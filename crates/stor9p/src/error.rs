//! Errors reported by the codec, the session and backends.
//!
//! Every error except the fatal codec ones ends up on the wire as an
//! `Rerror` whose `ename` is the `Display` form of the error, so the
//! messages follow the wording Plan 9 servers traditionally use.

use std::io;

use thiserror::Error;

/// The error type shared by the codec, the dispatcher and backends.
#[derive(Debug, Error)]
pub enum Error {
    /// A frame is malformed: too short, too long, or its arguments do not
    /// match the layout of its message type. Fatal to the session.
    #[error("bad frame")]
    BadFrame,

    /// The transport closed in the middle of a frame. Fatal to the session.
    #[error("truncated frame")]
    TruncatedFrame,

    /// A string does not fit in a 16-bit length prefix.
    #[error("string too long")]
    StringTooLong,

    /// A value is not a valid instance of its declared wire type.
    #[error("invalid type")]
    InvalidType,

    #[error("unknown fid")]
    UnknownFid,

    #[error("fid already in use")]
    DuplicateFid,

    /// The fid exists but the request is not valid in its current state,
    /// e.g. opening an already open fid or walking from an open one.
    #[error("fid in wrong state")]
    BadFidState,

    #[error("permission denied")]
    PermissionDenied,

    #[error("create prohibited")]
    NoCreate,

    #[error("write prohibited")]
    NoWrite,

    #[error("wstat prohibited")]
    NoWstat,

    #[error("remove prohibited")]
    NoRemove,

    /// Out of order access to a backend that can only move forward.
    #[error("bad offset")]
    BadOffset,

    /// Returned by `Srv::auth` when attach needs no prior authentication.
    #[error("authentication not required")]
    NoAuthRequired,

    #[error("file does not exist")]
    NotFound,

    #[error("file already exists")]
    Exists,

    #[error("walk in non-directory")]
    WalkNoDir,

    #[error("illegal file name")]
    IllegalName,

    #[error("too many names in walk")]
    TooManyWalkNames,

    #[error("unknown message")]
    UnknownMessage,

    /// Opaque failure reported by a backend.
    #[error("{0}")]
    Backend(String),

    #[error(transparent)]
    Io(#[from] io::Error),
}

impl Error {
    /// Wrap any displayable backend failure.
    pub fn backend<E: std::fmt::Display>(e: E) -> Self {
        Error::Backend(e.to_string())
    }

    /// Whether the error must terminate the session instead of being
    /// answered with `Rerror`.
    pub fn is_fatal(&self) -> bool {
        matches!(self, Error::BadFrame | Error::TruncatedFrame)
    }
}

#[cfg(test)]
mod tests {
    use super::*;

    #[test]
    fn fatal_kinds() {
        assert!(Error::BadFrame.is_fatal());
        assert!(Error::TruncatedFrame.is_fatal());
        assert!(!Error::UnknownFid.is_fatal());
        assert!(!Error::StringTooLong.is_fatal());
        assert!(!Error::Io(io::Error::other("boom")).is_fatal());
    }

    #[test]
    fn messages_reach_the_wire_verbatim() {
        assert_eq!(Error::UnknownFid.to_string(), "unknown fid");
        assert_eq!(Error::Exists.to_string(), "file already exists");
        assert_eq!(
            Error::NoAuthRequired.to_string(),
            "authentication not required"
        );
        assert_eq!(Error::backend("disk on fire").to_string(), "disk on fire");
    }
}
++++++++++
** What needs to be done **
Reprint the listing above. Keep every line exactly as it is.

** Your solution **
filename crates/stor9p/src/error.rs
//! Errors reported by the codec, the session and backends.
//!
//! Every error except the fatal codec ones ends up on the wire as an
//! `Rerror` whose `ename` is the `Display` form of the error, so the
//! messages follow the wording Plan 9 servers traditionally use.

use std::io;

use thiserror::Error;

/// The error type shared by the codec, the dispatcher and backends.
#[derive(Debug, Error)]
pub enum Error {
    /// A frame is malformed: too short, too long, or its arguments do not
    /// match the layout of its message type. Fatal to the session.
    #[error("bad frame")]
    BadFrame,

    /// The transport closed in the middle of a frame. Fatal to the session.
    #[error("truncated frame")]
    TruncatedFrame,

    /// A string does not fit in a 16-bit length prefix.
    #[error("string too long")]
    StringTooLong,

    /// A value is not a valid instance of its declared wire type.
    #[error("invalid type")]
    InvalidType,

    #[error("unknown fid")]
    UnknownFid,

    #[error("fid already in use")]
    DuplicateFid,

    /// The fid exists but the request is not valid in its current state,
    /// e.g. opening an already open fid or walking from an open one.
    #[error("fid in wrong state")]
    BadFidState,

    #[error("permission denied")]
    PermissionDenied,

    #[error("create prohibited")]
    NoCreate,

    #[error("write prohibited")]
    NoWrite,

    #[error("wstat prohibited")]
    NoWstat,

    #[error("remove prohibited")]
    NoRemove,

    /// Out of order access to a backend that can only move forward.
    #[error("bad offset")]
    BadOffset,

    /// Returned by `Srv::auth` when attach needs no prior authentication.
    #[error("authentication not required")]
    NoAuthRequired,

    #[error("file does not exist")]
    NotFound,

    #[error("file already exists")]
    Exists,

    #[error("walk in non-directory")]
    WalkNoDir,

    #[error("illegal file name")]
    IllegalName,

    #[error("too many names in walk")]
    TooManyWalkNames,

    #[error("unknown message")]
    UnknownMessage,

    /// Opaque failure reported by a backend.
    #[error("{0}")]
    Backend(String),

    #[error(transparent)]
    Io(#[from] io::Error),
}

impl Error {
    /// Wrap any displayable backend failure.
    pub fn backend<E: std::fmt::Display>(e: E) -> Self {
        Error::Backend(e.to_string())
    }

    /// Whether the error must terminate the session instead of being
    /// answered with `Rerror`.
    pub fn is_fatal(&self) -> bool {
        matches!(self, Error::BadFrame | Error::TruncatedFrame)
    }
}

#[cfg(test)]
mod tests {
    use super::*;

    #[test]
    fn fatal_kinds() {
        assert!(Error::BadFrame.is_fatal());
        assert!(Error::TruncatedFrame.is_fatal());
        assert!(!Error::UnknownFid.is_fatal());
        assert!(!Error::StringTooLong.is_fatal());
        assert!(!Error::Io(io::Error::other("boom")).is_fatal());
    }

    #[test]
    fn messages_reach_the_wire_verbatim() {
        assert_eq!(Error::UnknownFid.to_string(), "unknown fid");
        assert_eq!(Error::Exists.to_string(), "file already exists");
        assert_eq!(
            Error::NoAuthRequired.to_string(),
            "authentication not required"
        );
        assert_eq!(Error::backend("disk on fire").to_string(), "disk on fire");
    }
}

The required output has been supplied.